Third Party Environmental Risks are here to stay. With a busy hurricane season threatening to compound pandemic-related business challenges, environmental risk management is all the more important. This blogpost is about what Shared Assessments is doing to address changing environmental and geopolitical concerns.
The increase in environmental and geopolitical challenges is causing outsourcers to focus on a series of risks that have not received adequate attention in the past. Pandemics sweeping across the globe, devastating wildfires blanketing swathes of land across multiple continents (Australia, North and South America) and severe storms exacerbated by global warming highlight increasing infrastructure and business resilience challenges.
Across the business community, acceptance of the need to address environmental risks has expanded: most of the top risk factors in the latest World Economic Forum (WEF) Global Risks Report are environmental in nature. (Comparatively, in 2009, no environmental concerns made the top five list, either in terms of the likelihood of occurrence or expected impact.)
Due diligence, additional contract measures, and regular business continuity testing…is th eway to manage these risks……
Figure xx: The Global Risk Landscape over Time
Third party regulatory guidance relating to the environment has been lacking, and in financial services early discussion has focused on increasing banking sector exposure to business risks caused by environmental change (Banking in a changing climate – preparing for what lies ahead,” European Central Bank, 2019).
Very little attention to date has been focused on climate related operational risk, and even less on the environmental risks associated with third party risk management.
Shared Assessments Program has sharpened its focus on environmental risk, and the SHARED ASSESSMENTS FRAMEWORK has begun to explore environmental issues in both its Due Diligence module and in the forthcoming volume on Contract Development, Exceptions, Approval and Management.

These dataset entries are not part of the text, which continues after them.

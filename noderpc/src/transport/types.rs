//
// Copyright 2026 Hans W. Uhlig. All Rights Reserved.
//
// Licensed under the Apache License, Version 2.0 (the "License");
// you may not use this file except in compliance with the License.
// You may obtain a copy of the License at
//
//      http://www.apache.org/licenses/LICENSE-2.0
//
// Unless required by applicable law or agreed to in writing, software
// distributed under the License is distributed on an "AS IS" BASIS,
// WITHOUT WARRANTIES OR CONDITIONS OF ANY KIND, either express or implied.
// See the License for the specific language governing permissions and
// limitations under the License.
//

//! Transport identity and metadata.

use std::fmt;
use std::net::SocketAddr;
use std::sync::atomic::{AtomicU64, Ordering};
use std::time::{Duration, Instant};

static NEXT_TRANSPORT_ID: AtomicU64 = AtomicU64::new(1);

/// Process-unique identifier of a transport.
#[derive(Debug, Clone, Copy, PartialEq, Eq, Hash, PartialOrd, Ord)]
pub struct TransportId(u64);

impl TransportId {
    /// Wraps a raw identifier.
    pub fn new(id: u64) -> Self {
        Self(id)
    }

    /// Allocates the next unused identifier.
    pub fn next() -> Self {
        Self(NEXT_TRANSPORT_ID.fetch_add(1, Ordering::Relaxed))
    }

    /// The raw identifier.
    pub fn as_u64(&self) -> u64 {
        self.0
    }
}

impl fmt::Display for TransportId {
    fn fmt(&self, f: &mut fmt::Formatter<'_>) -> fmt::Result {
        write!(f, "conn#{}", self.0)
    }
}

/// Descriptive information about an open transport.
#[derive(Debug, Clone)]
pub struct TransportMetadata {
    /// Identifier of the transport.
    pub id: TransportId,
    /// Local socket address, if the transport has one.
    pub local_addr: Option<SocketAddr>,
    /// Remote socket address, if the transport has one.
    pub peer_addr: Option<SocketAddr>,
    /// Short name of the transport kind, such as `"tcp"`.
    pub transport_type: &'static str,
    /// When the transport was created.
    pub created_at: Instant,
}

impl TransportMetadata {
    /// Creates metadata for a transport of the given kind.
    pub fn new(id: TransportId, transport_type: &'static str) -> Self {
        Self {
            id,
            local_addr: None,
            peer_addr: None,
            transport_type,
            created_at: Instant::now(),
        }
    }

    /// Records the local address.
    pub fn with_local_addr(mut self, addr: SocketAddr) -> Self {
        self.local_addr = Some(addr);
        self
    }

    /// Records the remote address.
    pub fn with_peer_addr(mut self, addr: SocketAddr) -> Self {
        self.peer_addr = Some(addr);
        self
    }

    /// Time since the transport was created.
    pub fn age(&self) -> Duration {
        self.created_at.elapsed()
    }

    /// Remote address for log lines, or the transport kind when there is none.
    pub fn peer_label(&self) -> String {
        match self.peer_addr {
            Some(addr) => addr.to_string(),
            None => format!("{}:{}", self.transport_type, self.id),
        }
    }
}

A few due diligence steps to consider are these:
- Environmental risk is best addressed through real-time monitoring. If your organization operates across a wide geographic footprint, consider continuous monitoring steps that can provide an accurate picture in rapidly changing environmental circumstances..
- Before engaging a third party, outsourcers should examine a candidate’s risk control framework to evaluate whether environmental concerns have been properly incorporated.
- Outsourcers should carefully consider the geographic context around critical facilities when selecting third parties. Facility site inspection can sometimes reveal risks and solutions that have recently come into focus. For example, New York area commercial buildings constructed since Hurricane Sandy now often place basic building infrastructure components (such as HVAC equipment, back-up generators, etc.) well above ground level to ensure continued functionality through high stress environmental events.
- Vendor due diligence efforts should evaluate whether third parties operate in or near areas of high-risk antiquated infrastructure (e.g., areas where risk exists due to antiquated dams, electrical transmission lines, physical plants, etc.).
- Especially when evaluating third parties outside of the United States, Outsourcers should examine the realistic likelihood that vendors can quickly adapt to catastrophic events, whether those be natural disasters, pandemics, or man made in nature. In today’s COVID-19 environment, implementing a work at home structure to support ongoing operations has proved to be problematic in areas with inadequate critical infrastructure.
Even in contracts, Outsourcers can take worthwhile steps to lower environmental operating risk: Contractual stipulations are helpful, but not adequate by themselves, to reduce risks. Verification that contractual requirements are being met is always a must.
- Third party contracts can specify specific geographies where subcontractors cannot operate, for example, in certain USGS (or other) designated flood plains
- Contracts can specify that generators, servers, and other critical infrastructure supports not be placed at or below ground level where conditions warrant.
- Contracts can specify that mutually agreed recovery scenarios for significant environmental events be developed and regularly tested.